Genome Assembly Pipeline: LINKS

Intro

From its Git Repo

LINKS is a scalable genomics application for scaffolding or re-scaffolding genome assembly drafts with long reads, such as those produced by Oxford Nanopore Technologies Ltd and Pacific Biosciences. It provides a generic alignment-free framework for scaffolding and can work on any sequences. It is versatile and supports not only long sequences as a source of long-range information, but also MPET pairs and linked-reads, such as those from the 10X Genomics GemCode and Chromium platform, via ARCS (http://www.bcgsc.ca/platform/bioinfo/software/arcs). Fill gaps in LINKS-derived scaffolds using Sealer (http://www.bcgsc.ca/platform/bioinfo/software/sealer).

Its paper:

Warren RL, Yang C, Vandervalk BP, Behsaz B, Lagman A, Jones SJM, Birol I. LINKS: Scalable, alignment-free scaffolding of draft genomes with long reads. GigaScience. 2015;4:35. doi:10.1186/s13742-015-0076-3

My feelings:

  • easy to use
  • support scaffolding and re-scaffolding
  • fast
  • comparatively good results (at least in my case, compared to BESST and OPERA-LG)
  • huge RAM consumption

General usage

Install

Dowload the latest version from its release page.

1
2
3
4
5
6
7
8
# decompress
tar -zxvf links_v1-8-6.tar.gz; cd links_v1.8.6

# build BloomFilter PERL module
cd lib/bloomfilter/swig
swig -Wall -c++ -perl5 BloomFilter.i
g++ -c BloomFilter_wrap.cxx -I/usr/lib64/perl5/CORE -fPIC -Dbool=char -O3
g++ -Wall -shared BloomFilter_wrap.o -o BloomFilter.so -O3

Parameter setting

Here gives a general description of the way LINKS works.

Setting the parameters is crucial for scaffolding.
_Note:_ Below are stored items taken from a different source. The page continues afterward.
use thiserror::Error;

pub type Result<T> = std::result::Result<T, ChecksumError>;

#[derive(Debug, Error)]
pub enum ChecksumError {
    #[error("unknown checksum type: {0}")]
    UnknownKind(String),

    #[error("checksum mismatch: expected {expected}, got {actual}")]
    Mismatch { expected: String, actual: String },

    #[error(transparent)]
    Io(#[from] std::io::Error),
}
Below I summarize some tips or practices when setting these parameters.

  1. scaffolding control
  • -a: the maximum ratio between the best two contig pairs for a given seed/contig being extended (default: 0.3).
  • -l: the minimum number of links (read pairs) a valid contig pair MUST have to be considered (default: 5).
  • For example, contig A shares 4 links with B and 2 links with C, in this orientation. contig rA (reverse) also shares 3 links with D. When it’s time to extend contig A (with the options -l and -a set to 2 and 0.7, respectively), both contig pairs AB and AC are considered. Since C (second-best) has 2 links and B (best) has 4 (2/4) = 0.5 below the maximum ratio of 0.7, A will be linked with B in the scaffold and C will be kept for another extension. If AC had 3 links the resulting ratio (0.75), above the user-defined maximum 0.7 would have caused the extension to terminate at A, with both B and C considered for a different scaffold. A maximum links ratio of 1 (not recommended) means that the best two candidate contig pairs have the same number of links – LINKS will accept the first one since both have a valid gap/overlap. When a scaffold extension is terminated on one side, the scaffold is extended on the “left”, by looking for contig pairs that involve the reverse of the seed (in this example, rAD). With AB and AC having 4 and 2 links, respectively and rAD being the only pair on the left, the final scaffolds outputted by LINKS would be: rD-A-B and C.

  1. k-mer length: -k
  • -k: k-mer value (default 15).
  • LINKS is a k-mer scaffolder, and the -k parameter controls the k-mer length.
  • Exploration of vast kmer space is expected to yield better scaffolding results.
  • You may increase -k to 21 while working with pacbio reads.
  • I also recommend correcting ONT reads if you can, it will allow you to choose higher k values and increase the specificity.
  • The sweet spot will be somewhere k 15-19 for 2Gb genome (assuming raw ONT reads).
  1. k-mer pairs extraction: -d, -e and -t. And -t and -d are important for memory usage.
  • -e: error (%) allowed on -d distance e.g. -e 0.1 == distance +/- 10% (default: 0.1)
    • In theory, the -e parameter will play an important role limiting linkages outside of the target range -d (+/-) -e %. This is especially true when using raw MPET for scaffolding, to limit spurious linkages by contaminating PETs.
  • -d: distance between the 5’-end of each pairs (default: 4000)
  • -t: sliding window when extracting k-mer pairs from long reads (default: 2)
  • Because you want want to start with a low -d for scaffolding, you have to estimate how many minimum links (-l) would fit in a -d window +/- error -e given sliding window -t. For instance, it may not make sense to use -t 200, -d 500 at low coverages BUT if you have at least 10-fold coverage it might since, in principle, you should be able to derive sufficient k-mer pairs within same locus if there’s no bias in genome sequencing.
  • On the data side of things, reducing the coverage (using less long reads), and limiting to only the highest quality reads would help decrease RAM usage.
  • WARNING: Specifying many distances will require large amount of RAM, especially with low -t values.
  • As -d increases, -t must decrease (otherwise you’ll end up with too few pairs for scaffolding over larger kmer distances).

An example

The power of LINKS is in scaffolding using various distance constraints, iteratively.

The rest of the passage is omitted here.